Dans l'éternité, nous louerons et adorerons l'Agneau à toujours. Dans les bienheureux premiers temps de l'Assemblée, la Cène était prise tous les jours (Actes 2:46). Lorsque par la suite, les circonstances changèrent de sorte que les chrétiens ne purent plus se rassembler tous les jours, nous voyons qu'ils le firent chaque premier jour de la semaine. Dieu, qui veut nous donner à connaître en toutes choses Sa volonté, l'a relaté dans sa Parole pour que nous puissions le savoir. En Actes 20:7: nous lisons que les frères étaient assemblés pour rompre le pain. Ils n'étaient pas réunis pour entendre Paul, bien qu'il fût un apôtre. Ils étaient rassemblés pour un objet plus élevé ; dans cette réunion, Paul eut cependant aussi le temps de parler.

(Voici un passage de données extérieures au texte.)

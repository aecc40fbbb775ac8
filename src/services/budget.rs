//! Budget calculator
//!
//! Turns household finances into a maximum HDB loan and a total purchasing
//! budget: cash, plus CPF OA above the retained amount, plus the loan.

use tracing::debug;

use crate::error::{AgentError, AgentResult};
use crate::models::{BudgetInput, BudgetResult, LoanEvaluation, LoanPolicy, Money};
use crate::services::affordability::assess_price;
use crate::services::loan::{max_loan_for_instalment, monthly_instalment};

/// Budget calculations under a loan policy
pub struct BudgetCalculator<'a> {
    policy: &'a LoanPolicy,
}

impl<'a> BudgetCalculator<'a> {
    /// Create a new calculator
    pub fn new(policy: &'a LoanPolicy) -> Self {
        Self { policy }
    }

    pub fn policy(&self) -> &LoanPolicy {
        self.policy
    }

    /// Maximum loan serviceable from a monthly household income
    pub fn max_hdb_loan(
        &self,
        household_income: Money,
        annual_rate: f64,
        tenure_years: u32,
    ) -> AgentResult<Money> {
        self.policy.validate()?;
        let instalment = monthly_instalment(household_income, self.policy.income_ratio);
        max_loan_for_instalment(instalment, annual_rate, tenure_years)
    }

    /// Compute the maximum loan and total budget
    pub fn compute(&self, input: &BudgetInput) -> AgentResult<BudgetResult> {
        input.validate()?;

        let max_hdb_loan =
            self.max_hdb_loan(input.household_income, input.annual_rate, input.tenure_years)?;
        let (cpf_used_in_budget, retained_oa) =
            split_cpf(input.cpf_savings, input.retain_oa_amount);
        let total_budget = input
            .cash_savings
            .checked_add(cpf_used_in_budget)
            .and_then(|sum| sum.checked_add(max_hdb_loan))
            .ok_or_else(|| AgentError::invalid("total_budget", "amount out of range"))?;

        debug!(
            max_hdb_loan = max_hdb_loan.cents(),
            cpf_used = cpf_used_in_budget.cents(),
            total_budget = total_budget.cents(),
            "computed budget"
        );

        Ok(BudgetResult {
            max_hdb_loan,
            total_budget,
            cpf_used_in_budget,
            retained_oa,
        })
    }

    /// Compute the budget and judge a single flat price against it
    pub fn evaluate(&self, input: &BudgetInput, bto_price: Money) -> AgentResult<LoanEvaluation> {
        let budget = self.compute(input)?;
        let verdict = assess_price(budget.total_budget, "bto_price", bto_price);

        Ok(LoanEvaluation {
            max_hdb_loan: budget.max_hdb_loan,
            total_budget: budget.total_budget,
            affordability_status: verdict.affordability_status,
            shortfall: verdict.shortfall,
        })
    }
}

/// Split a CPF OA balance into the part used for the purchase and the part retained
pub fn split_cpf(cpf_savings: Money, retain_oa_amount: Money) -> (Money, Money) {
    let retained = retain_oa_amount.min(cpf_savings).max(Money::zero());
    let used = cpf_savings.excess_over(retain_oa_amount);
    (used, retained)
}

/// Compute a budget under the default loan policy
pub fn compute_budget(input: &BudgetInput) -> AgentResult<BudgetResult> {
    let policy = LoanPolicy::default();
    BudgetCalculator::new(&policy).compute(input)
}

#[cfg(test)]
mod tests {
    use super::*;
    use crate::models::AffordabilityStatus;
    use crate::services::loan::annuity_factor;

    fn household(income: i64, cash: i64, cpf: i64) -> BudgetInput {
        BudgetInput::new(
            Money::from_dollars(income),
            Money::from_dollars(cash),
            Money::from_dollars(cpf),
        )
    }

    #[test]
    fn test_reference_household() {
        let result = compute_budget(&household(9000, 50_000, 120_000)).unwrap();

        let expected_loan = Money::from_f64(2700.0 * annuity_factor(0.03, 25)).unwrap();
        assert_eq!(result.max_hdb_loan, expected_loan);
        assert_eq!(result.cpf_used_in_budget, Money::from_dollars(100_000));
        assert_eq!(result.retained_oa, Money::from_dollars(20_000));
        assert_eq!(
            result.total_budget,
            Money::from_dollars(150_000) + expected_loan
        );
        // 2700 x 210.88 is a little under 570k
        assert!(result.max_hdb_loan > Money::from_dollars(569_000));
        assert!(result.max_hdb_loan < Money::from_dollars(570_000));
    }

    #[test]
    fn test_total_is_exact_sum() {
        for (income, cash, cpf) in [(0, 0, 0), (4321, 12_345, 6789), (15_000, 1, 500_000)] {
            let input = household(income, cash, cpf);
            let result = compute_budget(&input).unwrap();
            assert_eq!(
                result.total_budget,
                input.cash_savings + result.cpf_used_in_budget + result.max_hdb_loan
            );
        }
    }

    #[test]
    fn test_cpf_below_retention_is_not_used() {
        for cpf in [0, 5_000, 20_000] {
            let result = compute_budget(&household(6000, 10_000, cpf)).unwrap();
            assert!(result.cpf_used_in_budget.is_zero());
            assert_eq!(result.retained_oa, Money::from_dollars(cpf));
        }
    }

    #[test]
    fn test_zero_income_gives_zero_loan() {
        let result = compute_budget(&household(0, 30_000, 50_000)).unwrap();
        assert!(result.max_hdb_loan.is_zero());
        assert_eq!(result.total_budget, Money::from_dollars(60_000));
    }

    #[test]
    fn test_negative_input_is_rejected() {
        let input = household(-1, 0, 0);
        let err = compute_budget(&input).unwrap_err();
        assert!(err.is_invalid_input());
        assert_eq!(err.field(), Some("household_income"));
    }

    #[test]
    fn test_total_beyond_exact_range_is_rejected() {
        let savings = Money::from_dollars(60_000_000_000_000);
        let input = BudgetInput::new(Money::zero(), savings, savings).retain_oa_amount(Money::zero());
        let err = compute_budget(&input).unwrap_err();
        assert_eq!(err, AgentError::invalid("total_budget", "amount out of range"));
    }

    #[test]
    fn test_custom_retention_and_tenure() {
        let input = household(9000, 0, 120_000)
            .retain_oa_amount(Money::zero())
            .tenure_years(30);
        let result = compute_budget(&input).unwrap();
        assert_eq!(result.cpf_used_in_budget, Money::from_dollars(120_000));
        assert!(result.retained_oa.is_zero());

        let shorter = compute_budget(&household(9000, 0, 120_000)).unwrap();
        assert!(result.max_hdb_loan > shorter.max_hdb_loan);
    }

    #[test]
    fn test_income_ratio_policy() {
        let policy = LoanPolicy {
            income_ratio: 0.15,
            ..LoanPolicy::default()
        };
        let half = BudgetCalculator::new(&policy)
            .max_hdb_loan(Money::from_dollars(9000), 0.03, 25)
            .unwrap();
        let expected = Money::from_f64(1350.0 * annuity_factor(0.03, 25)).unwrap();
        assert_eq!(half, expected);
    }

    #[test]
    fn test_invalid_policy_is_config_error() {
        let policy = LoanPolicy {
            income_ratio: 2.0,
            ..LoanPolicy::default()
        };
        let err = BudgetCalculator::new(&policy)
            .compute(&household(9000, 0, 0))
            .unwrap_err();
        assert!(matches!(err, AgentError::Config(_)));
    }

    #[test]
    fn test_idempotent() {
        let input = household(7000, 10_000, 30_000);
        assert_eq!(compute_budget(&input).unwrap(), compute_budget(&input).unwrap());
    }

    #[test]
    fn test_evaluate_price() {
        let policy = LoanPolicy::default();
        let calculator = BudgetCalculator::new(&policy);
        let input = household(9000, 20_000, 50_000);
        let budget = calculator.compute(&input).unwrap();

        let affordable = calculator.evaluate(&input, budget.total_budget).unwrap();
        assert_eq!(affordable.affordability_status, AffordabilityStatus::Affordable);
        assert!(affordable.shortfall.is_zero());

        let price = budget.total_budget + Money::from_dollars(1234);
        let short = calculator.evaluate(&input, price).unwrap();
        assert_eq!(short.affordability_status, AffordabilityStatus::NotAffordable);
        assert_eq!(short.shortfall, Money::from_dollars(1234));
        assert_eq!(short.max_hdb_loan, budget.max_hdb_loan);
    }

    #[test]
    fn test_split_cpf() {
        let (used, retained) = split_cpf(Money::from_dollars(120_000), Money::from_dollars(20_000));
        assert_eq!(used, Money::from_dollars(100_000));
        assert_eq!(retained, Money::from_dollars(20_000));

        let (used, retained) = split_cpf(Money::from_dollars(5_000), Money::from_dollars(20_000));
        assert!(used.is_zero());
        assert_eq!(retained, Money::from_dollars(5_000));
    }
}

La manière dont cela nous est rapporté nous permet de voir que c'était une habitude de se rassembler dans ce but.

Si nous avons quelque peu compris ce merveilleux privilège de pouvoir prendre cette place et de pouvoir exercer ce service : annoncer « la mort du Seigneur jusqu'à ce qu'il vienne » ; et si nous avons entendu l'invitation de notre bien-aimé Seigneur, le « Fils de Dieu, qui m'a aimé et qui s'est livré pour moi », qui nous demande : « Faites ceci en mémoire de moi », est-ce qu'alors notre cœur ne désire pas le faire aussi souvent que possible ?
Et quel jour est plus approprié pour le faire que « le jour du Seigneur », le jour où il est ressuscité et où, deux semaines de suite, il se présenta au milieu de ses disciples assemblés (Jean 20) ?


Se juger soi-même

Mais en rapport avec cela, la Parole nous exhorte au jugement de nous-mêmes, à nous éprouver nous-mêmes. Non pas pour examiner si nous sommes dignes de prendre cette place ; car tout chrétien comme tel en est digne. Douter de cela, c'est douter de la valeur de l'œuvre du Seigneur Jésus.

Il s'agit de savoir si nous prenons cette place d'une manière qui en est digne. S'il est vrai que la Cène est un repas, et que ce que nous y recevons est simplement du pain et du vin, il n'en demeure pas moins que c'est la Table du Seigneur, et que le Seigneur est Celui qui reçoit. Le pain rompu et le vin versé sont les signes de son corps donné et de son sang répandu pour nous. Il nous faut en être conscients lorsque nous nous approchons de ce lieu pour exercer ce service. Et c'est pourquoi l'examen de soi-même, le jugement de soi-même sont nécessaires. Tout ce qui n'est pas en communion avec cette place sainte entre toutes sur la terre, doit d'abord être enlevé dans le jugement de soi-même.

Les Corinthiens avaient oublié cela. Ils n'avaient pas « discerné » le corps du Seigneur, car ils agissaient comme si c'était leur propre repas. Aussi le Seigneur avait-il dû intervenir en discipline :

« C'est pour cela que plusieurs sont faibles et malades parmi vous, et qu'un assez grand nombre dorment ». Si nous ne pensons pas à l'honneur dû au Seigneur, il le sauvegardera Lui-même. C'est une pensée sérieuse !

Avec mes cordiales salutations.

Votre frère attaché dans le Seigneur qui vient bientôt.